● EXERCISE BRIEF:
Write out exactly the lines running from the one with "pub fn metrics(&self)" to the last line of the entries, keeping both the first and the last.

━━ EXERCISE MATERIALS ━━

//! # FlightSure Service
//!
//! Composition root for one node: the insurance ledger, the oracle network
//! and airline admission, wired through traits rather than references to
//! each other.
//!
//! ```text
//!                 ┌──────────────┐  AirlineLedger   ┌──────────────────┐
//!   airlines ────►│  Admission   │─────────────────►│                  │
//!                 └──────────────┘                  │  InMemoryLedger  │
//!                 ┌──────────────┐  StatusSink      │                  │
//!   oracles ─────►│  Aggregator  │──► Processor ───►│  (InsureeLedger) │
//!                 └──────────────┘                  └──────────────────┘
//!                        │
//!                        ▼
//!                    EventBus ──► subscribers (simulator, CLI)
//! ```
//!
//! Every mutating call fails with `NotOperational` while the owner has the
//! service paused.

use crate::config::FlightSureConfig;
use crate::ledger::{AirlineAccount, InMemoryLedger, Policy};
use crate::metrics::ConsensusMetrics;
use crate::processor::FlightStatusProcessor;
use flightsure_consensus::{
    AdmissionOutcome, AdmissionState, AdmissionVoting, EntropySource, EventBus, IndexGenerator,
    OpenedRequest, OracleEvent, OracleRegistry, OsEntropy, RequestSnapshot, RequestTracker,
    ResponseAggregator, SeededEntropy, SubmissionOutcome, TrackerStats,
};
use flightsure_core::constants::INDEXES_PER_ORACLE;
use flightsure_core::error::{FlightSureError, Result};
use flightsure_core::ledger::AirlineLedger;
use flightsure_core::types::{
    Amount, FlightRef, Identity, OracleIndex, RequestKey, StatusCode, Timestamp,
};
use std::sync::atomic::{AtomicBool, Ordering};
use std::sync::Arc;
use tokio::sync::broadcast;
use tracing::{info, warn};

pub struct FlightSure {
    config: FlightSureConfig,
    owner: Identity,
    operational: AtomicBool,
    ledger: Arc<InMemoryLedger>,
    registry: Arc<OracleRegistry>,
    tracker: Arc<RequestTracker>,
    aggregator: ResponseAggregator,
    admission: AdmissionVoting,
    processor: Arc<FlightStatusProcessor>,
    events: EventBus,
    metrics: ConsensusMetrics,
}

impl FlightSure {
    /// Build a node; entropy is seeded when `node.entropy_seed` is set
    pub fn new(config: FlightSureConfig) -> anyhow::Result<Self> {
        let entropy: Arc<dyn EntropySource> = match config.node.entropy_seed {
            Some(seed) => Arc::new(SeededEntropy::new(seed)),
            None => Arc::new(OsEntropy),
        };
        Self::with_entropy(config, entropy)
    }

    pub fn with_entropy(
        config: FlightSureConfig,
        entropy: Arc<dyn EntropySource>,
    ) -> anyhow::Result<Self> {
        config.validate()?;

        let events = EventBus::new(config.node.event_capacity);
        let generator = Arc::new(IndexGenerator::new(
            entropy,
            config.oracle.index_bound,
            config.oracle.nonce_ceiling,
        )?);

        let ledger = Arc::new(InMemoryLedger::new(config.ledger.clone()));
        ledger.seed_airline(config.node.genesis_identity());

        let registry = Arc::new(OracleRegistry::new(
            generator.clone(),
            config.oracle.registration_fee(),
            events.clone(),
        ));
        let tracker = Arc::new(RequestTracker::new(
            generator,
            config.oracle.request_ttl_secs,
            events.clone(),
        ));
        let processor = Arc::new(FlightStatusProcessor::new(ledger.clone()));
        let aggregator = ResponseAggregator::new(
            registry.clone(),
            tracker.clone(),
            processor.clone(),
            config.oracle.min_responses,
            events.clone(),
        );
        let admission = AdmissionVoting::new(ledger.clone(), config.admission.clone(), events.clone());
        let metrics = ConsensusMetrics::new(&config.metrics)?;

        let owner = config.node.owner_identity();
        info!(
            %owner,
            genesis = %config.node.genesis_identity(),
            index_bound = config.oracle.index_bound,
            min_responses = config.oracle.min_responses,
            "FlightSure node initialized"
        );

        Ok(Self {
            config,
            owner,
            operational: AtomicBool::new(true),
            ledger,
            registry,
            tracker,
            aggregator,
            admission,
            processor,
            events,
            metrics,
        })
    }

    // === Operator ===

    pub fn owner(&self) -> Identity {
        self.owner
    }

    pub fn is_operational(&self) -> bool {
        self.operational.load(Ordering::SeqCst)
    }

    /// Pause or resume all mutating calls; owner only
    pub fn set_operational(&self, caller: &Identity, operational: bool) -> Result<()> {
        if *caller != self.owner {
            return Err(FlightSureError::Unauthorized(format!(
                "{} is not the service owner",
                caller
            )));
        }
        let previous = self.operational.swap(operational, Ordering::SeqCst);
        if previous != operational {
            warn!(operational, "Operational status changed");
        }
        Ok(())
    }

    fn require_operational(&self) -> Result<()> {
        if self.is_operational() {
            Ok(())
        } else {
            Err(FlightSureError::NotOperational)
        }
    }

    // === Airlines ===

    /// Vote for `candidate`; the voter must be a funded airline
    pub fn register_airline(&self, candidate: Identity, voter: Identity) -> Result<AdmissionOutcome> {
        self.require_operational()?;
        let outcome = self.admission.vote(candidate, voter)?;
        if outcome.is_admitted() {
            self.metrics.airline_admitted();
        }
        Ok(outcome)
    }

    pub fn fund_airline(&self, airline: &Identity, amount: Amount) -> Result<Amount> {
        self.require_operational()?;
        self.ledger.fund_airline(airline, amount)
    }

    pub fn register_flight(&self, airline: &Identity, code: &str, timestamp: Timestamp) -> Result<FlightRef> {
        self.require_operational()?;
        self.ledger.register_flight(airline, code, timestamp)
    }

    pub fn is_airline_registered(&self, airline: &Identity) -> bool {
        self.ledger.is_airline_registered(airline)
    }

    pub fn is_airline_funded(&self, airline: &Identity) -> bool {
        self.ledger.is_airline_funded(airline)
    }

    pub fn airline_count(&self) -> usize {
        self.ledger.registered_airline_count()
    }

    pub fn airline_account(&self, airline: &Identity) -> Option<AirlineAccount> {
        self.ledger.airline_account(airline)
    }

    pub fn admission_state(&self, candidate: &Identity) -> AdmissionState {
        self.admission.state(candidate)
    }

    // === Passengers ===

    pub fn buy_insurance(
        &self,
        passenger: Identity,
        flight: &FlightRef,
        timestamp: Timestamp,
        amount: Amount,
    ) -> Result<()> {
        self.require_operational()?;
        self.ledger.buy_insurance(passenger, flight, timestamp, amount)
    }

    pub fn policies_for(&self, flight: &FlightRef, timestamp: Timestamp) -> Vec<Policy> {
        self.ledger.policies_for(flight, timestamp)
    }

    pub fn credit_of(&self, passenger: &Identity) -> Amount {
        self.ledger.credit_of(passenger)
    }

    pub fn withdraw(&self, passenger: &Identity) -> Result<Amount> {
        self.require_operational()?;
        self.ledger.withdraw(passenger)
    }

    // === Oracles ===

    pub fn registration_fee(&self) -> Amount {
        self.registry.registration_fee()
    }

    pub fn register_oracle(&self, oracle: Identity, fee: Amount) -> Result<[OracleIndex; INDEXES_PER_ORACLE]> {
        self.require_operational()?;
        let indexes = self.registry.register(oracle, fee)?;
        self.metrics.set_oracles(self.registry.len());
        Ok(indexes)
    }

    pub fn oracle_indexes(&self, oracle: &Identity) -> Result<[OracleIndex; INDEXES_PER_ORACLE]> {
        self.registry.lookup(oracle)
    }

    pub fn oracle_count(&self) -> usize {
        self.registry.len()
    }

    /// Registered oracles holding `index`, sorted by identity
    pub fn oracles_holding(&self, index: OracleIndex) -> Vec<Identity> {
        self.registry.holders_of(index)
    }

    /// Open a status request; oracles holding the returned index may answer
    pub fn fetch_flight_status(
        &self,
        requester: Identity,
        flight: FlightRef,
        timestamp: Timestamp,
    ) -> Result<OpenedRequest> {
        self.fetch_flight_status_at(requester, flight, timestamp, chrono::Utc::now().timestamp())
    }

    pub fn fetch_flight_status_at(
        &self,
        requester: Identity,
        flight: FlightRef,
        timestamp: Timestamp,
        now: Timestamp,
    ) -> Result<OpenedRequest> {
        self.require_operational()?;
        let opened = self.tracker.open_request_at(flight, timestamp, requester, now);
        self.metrics.request_opened();
        Ok(opened)
    }

    pub fn submit_oracle_response(
        &self,
        oracle: Identity,
        index: OracleIndex,
        flight: &FlightRef,
        timestamp: Timestamp,
        status: u8,
    ) -> Result<SubmissionOutcome> {
        self.submit_oracle_response_at(oracle, index, flight, timestamp, status, chrono::Utc::now().timestamp())
    }

    pub fn submit_oracle_response_at(
        &self,
        oracle: Identity,
        index: OracleIndex,
        flight: &FlightRef,
        timestamp: Timestamp,
        status: u8,
        now: Timestamp,
    ) -> Result<SubmissionOutcome> {
        let result = self
            .require_operational()
            .and_then(|_| self.aggregator.submit_at(oracle, index, flight, timestamp, status, now));
        match &result {
            Ok(outcome) => self.metrics.report_accepted(outcome.is_finalized()),
            Err(e) => self.metrics.report_rejected(e),
        }
        result
    }

    /// Withdraw an open request; only its requester may do so
    pub fn cancel_request(&self, key: &RequestKey, caller: &Identity) -> Result<()> {
        self.cancel_request_at(key, caller, chrono::Utc::now().timestamp())
    }

    pub fn cancel_request_at(&self, key: &RequestKey, caller: &Identity, now: Timestamp) -> Result<()> {
        self.require_operational()?;
        self.tracker.cancel_at(key, caller, now)
    }

    pub fn request(&self, key: &RequestKey) -> Option<RequestSnapshot> {
        self.tracker.get(key)
    }

    pub fn request_stats(&self) -> TrackerStats {
        self.tracker.stats()
    }

    pub fn request_stats_at(&self, now: Timestamp) -> TrackerStats {
        self.tracker.stats_at(now)
    }

    pub fn flight_status(&self, flight: &FlightRef, timestamp: Timestamp) -> Option<StatusCode> {
        self.processor.status_of(flight, timestamp)
    }

    /// Close overdue request windows and drop stale admission votes
    pub fn sweep_expired(&self, now: Timestamp) -> (Vec<RequestKey>, Vec<Identity>) {
        (self.tracker.sweep_expired(now), self.admission.sweep_expired(now))
    }

    // === Plumbing ===

    pub fn subscribe(&self) -> broadcast::Receiver<OracleEvent> {
        self.events.subscribe()
    }

    pub fn events(&self) -> &EventBus {
        &self.events
    }

    pub fn metrics(&self) -> &ConsensusMetrics {
        &self.metrics
    }

    pub fn config(&self) -> &FlightSureConfig {
        &self.config
    }
}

━━━

● OUTPUT:
    pub fn metrics(&self) -> &ConsensusMetrics {
        &self.metrics
    }

    pub fn config(&self) -> &FlightSureConfig {
        &self.config
    }
}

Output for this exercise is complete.